А потом поехали по стойбищам за учениками. Взять детей в школу — дело не простое. Учительницы ехали с представителями сельского Совета, с членами правления колхоза, с милиционерами. Есть закон об обязательном восьмилетием образовании, его надо выполнять. Но некоторые родители не хотят отдавать детей в школу-интернат. Они считают, что сын или дочь уже достаточно ученые, им надо работать, а не за партой сидеть. Другие полагают, что учение не принесет будущему оленеводу и, ли рыбаку никакой ощутимой пользы. Напротив, если ребенок восемь лет проводит по девять месяцев в теплом доме под крышей, в городской одежде, на готовых харчах, сидит сиднем, то как же он в тундре будет жить потом? Ведь за три месяца каникул не приучишь его, изнеженного, к суровым кочевым условиям, не передашь ему вековой опыт жизни в тундре, обхождения с оленями.

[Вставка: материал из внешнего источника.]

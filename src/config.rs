//! # Configuration Module
//!
//! Handles loading and validating configuration from TOML files.

use serde::de::Error;
use serde::Deserialize;
use std::fs;
use std::path::Path;

use crate::error::Result;

/// Main configuration structure
#[derive(Debug, Deserialize, Clone, Default)]
pub struct Config {
    #[serde(default)]
    pub transport: TransportConfig,
    #[serde(default)]
    pub buffer: BufferConfig,
    #[serde(default)]
    pub display: DisplayConfig,
    #[serde(default)]
    pub ingest: IngestConfig,
}

/// UDP listen socket configuration
#[derive(Debug, Deserialize, Clone)]
pub struct TransportConfig {
    #[serde(default = "default_bind")]
    pub bind: String,

    #[serde(default = "default_port")]
    pub port: u16,
}

/// Rolling window configuration
#[derive(Debug, Deserialize, Clone)]
pub struct BufferConfig {
    #[serde(default = "default_window_seconds")]
    pub window_seconds: f64,

    #[serde(default = "default_expected_rate_hz")]
    pub expected_rate_hz: f64,
}

/// Console display configuration
#[derive(Debug, Deserialize, Clone)]
pub struct DisplayConfig {
    #[serde(default = "default_refresh_hz")]
    pub refresh_hz: f64,

    #[serde(default = "default_print_samples")]
    pub print_samples: bool,
}

/// Ingestion diagnostics configuration
#[derive(Debug, Deserialize, Clone)]
pub struct IngestConfig {
    #[serde(default = "default_log_interval_packets")]
    pub log_interval_packets: u64,
}

// Default value functions
fn default_bind() -> String { "0.0.0.0".to_string() }
fn default_port() -> u16 { 14560 }

fn default_window_seconds() -> f64 { 5.0 }
fn default_expected_rate_hz() -> f64 { 200.0 }

fn default_refresh_hz() -> f64 { 20.0 }
fn default_print_samples() -> bool { true }

fn default_log_interval_packets() -> u64 { 1000 }

impl Default for TransportConfig {
    fn default() -> Self {
        Self {
            bind: default_bind(),
            port: default_port(),
        }
    }
}

impl Default for BufferConfig {
    fn default() -> Self {
        Self {
            window_seconds: default_window_seconds(),
            expected_rate_hz: default_expected_rate_hz(),
        }
    }
}

impl Default for DisplayConfig {
    fn default() -> Self {
        Self {
            refresh_hz: default_refresh_hz(),
            print_samples: default_print_samples(),
        }
    }
}

impl Default for IngestConfig {
    fn default() -> Self {
        Self {
            log_interval_packets: default_log_interval_packets(),
        }
    }
}

impl Config {
    /// Load configuration from a TOML file
    ///
    /// # Arguments
    ///
    /// * `path` - Path to the configuration file
    ///
    /// # Errors
    ///
    /// Returns error if:
    /// - File cannot be read
    /// - TOML parsing fails
    /// - Validation fails
    pub fn load<P: AsRef<Path>>(path: P) -> Result<Self> {
        let contents = fs::read_to_string(path)?;
        let config: Config = toml::from_str(&contents)?;
        config.validate()?;
        Ok(config)
    }

    /// Validate configuration values
    ///
    /// # Errors
    ///
    /// Returns error if any configuration value is out of valid range
    pub fn validate(&self) -> Result<()> {
        if self.transport.bind.is_empty() {
            return Err(crate::error::MonitorError::Config(
                toml::de::Error::custom("transport bind address cannot be empty")
            ));
        }

        if self.transport.port == 0 {
            return Err(crate::error::MonitorError::Config(
                toml::de::Error::custom("transport port must be between 1 and 65535")
            ));
        }

        if self.buffer.window_seconds < 0.1 || self.buffer.window_seconds > 3600.0 {
            return Err(crate::error::MonitorError::Config(
                toml::de::Error::custom("window_seconds must be between 0.1 and 3600")
            ));
        }

        if self.buffer.expected_rate_hz < 1.0 || self.buffer.expected_rate_hz > 10000.0 {
            return Err(crate::error::MonitorError::Config(
                toml::de::Error::custom("expected_rate_hz must be between 1 and 10000")
            ));
        }

        if self.display.refresh_hz < 1.0 || self.display.refresh_hz > 1000.0 {
            return Err(crate::error::MonitorError::Config(
                toml::de::Error::custom("refresh_hz must be between 1 and 1000")
            ));
        }

        if self.ingest.log_interval_packets == 0 {
            return Err(crate::error::MonitorError::Config(
                toml::de::Error::custom("log_interval_packets must be greater than 0")
            ));
        }

        Ok(())
    }
}
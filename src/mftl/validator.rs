//! # Sample Validator
//!
//! Application-level checks applied after a record decodes cleanly. The
//! decoder guarantees syntactic well-formedness; this stage enforces the
//! invariants the wire format alone cannot express.

use super::protocol::{TelemetrySample, MFTL_MOTOR_SLOTS, MFTL_PROTOCOL_VERSION};
use crate::error::PacketError;

/// Check a decoded sample for acceptance
///
/// Accepted samples pass through unmodified; slots at or beyond
/// `motor_count` stay in the sample and are masked only at read time via
/// [`TelemetrySample::meaningful_motors`].
///
/// # Errors
///
/// Returns error if:
/// - The protocol version is not the one this monitor speaks; unknown
///   layouts are rejected rather than guessed at
/// - `motor_count` exceeds the 8 slots a record carries
pub fn check_sample(sample: &TelemetrySample) -> Result<(), PacketError> {
    if sample.protocol_version != MFTL_PROTOCOL_VERSION {
        return Err(PacketError::UnsupportedVersion {
            found: sample.protocol_version,
        });
    }

    if sample.motor_count as usize > MFTL_MOTOR_SLOTS {
        return Err(PacketError::InvalidMotorCount {
            found: sample.motor_count,
        });
    }

    Ok(())
}

#[cfg(test)]
mod tests {
    use super::*;

    fn valid_sample() -> TelemetrySample {
        TelemetrySample {
            protocol_version: MFTL_PROTOCOL_VERSION,
            motor_count: 4,
            timestamp_us: 1,
            orientation: [1.0, 0.0, 0.0, 0.0],
            angular_velocity: [0.0; 3],
            position: [0.0; 3],
            velocity: [0.0; 3],
            setpoint_velocity: [0.0; 3],
            setpoint_body_rates: [0.0; 3],
            setpoint_thrust: 0.0,
            motor_outputs: [0.0; MFTL_MOTOR_SLOTS],
            esc: None,
            armed: false,
        }
    }

    #[test]
    fn test_accepts_valid_sample() {
        assert!(check_sample(&valid_sample()).is_ok());
    }

    #[test]
    fn test_accepts_zero_and_max_motor_count() {
        let mut sample = valid_sample();
        sample.motor_count = 0;
        assert!(check_sample(&sample).is_ok());

        sample.motor_count = 8;
        assert!(check_sample(&sample).is_ok());
    }

    #[test]
    fn test_rejects_motor_count_over_slots() {
        let mut sample = valid_sample();
        sample.motor_count = 9;
        assert_eq!(
            check_sample(&sample),
            Err(PacketError::InvalidMotorCount { found: 9 })
        );
    }

    #[test]
    fn test_rejects_unknown_version() {
        let mut sample = valid_sample();
        sample.protocol_version = 2;
        assert_eq!(
            check_sample(&sample),
            Err(PacketError::UnsupportedVersion { found: 2 })
        );
    }

    #[test]
    fn test_accepted_sample_is_unmodified() {
        let mut sample = valid_sample();
        sample.motor_count = 2;
        sample.motor_outputs = [0.1, 0.2, 0.7, 0.8, 0.0, 0.0, 0.0, 0.0];

        check_sample(&sample).unwrap();

        // Padding slots are not zeroed by validation
        assert_eq!(sample.motor_outputs[2], 0.7);
        assert_eq!(sample.meaningful_motors(), &[0.1, 0.2]);
    }
}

В последнем возражении есть какая-то доля истины. Оторванные от занятий родителей, школьники потом с большим трудом овладевают секретами оленеводства, зачастую не желают продолжать дело отцов, стараются остаться жить в поселках. Не потому ли среди оленеводов преобладают люди пожилого, а то и преклонного возраста, ибо молодежь не желает обрекать себя на долгие месяцы кочевой жизни, лишенной каких бы то ни было удобств?

И есть, наконец, третий тип родителей, которые хотя и понимают необходимость образования, но не желают расставаться с детьми на долгие месяцы, отдавать их в интернат, в чужие руки. Все ненцы очень любят детей, я бы даже сказал, что у них существует своеобразный культ ребенка, чуждый, однако, всякого сюсюканья и угождения. Ненцы относятся к детям серьезно, рано предоставляют им самостоятельность и не надоедают опекой. И все же отцу и матери, естественно, хочется видеть сына или дочь не время от времени, в дни приезда на факторию, а изо дня в день.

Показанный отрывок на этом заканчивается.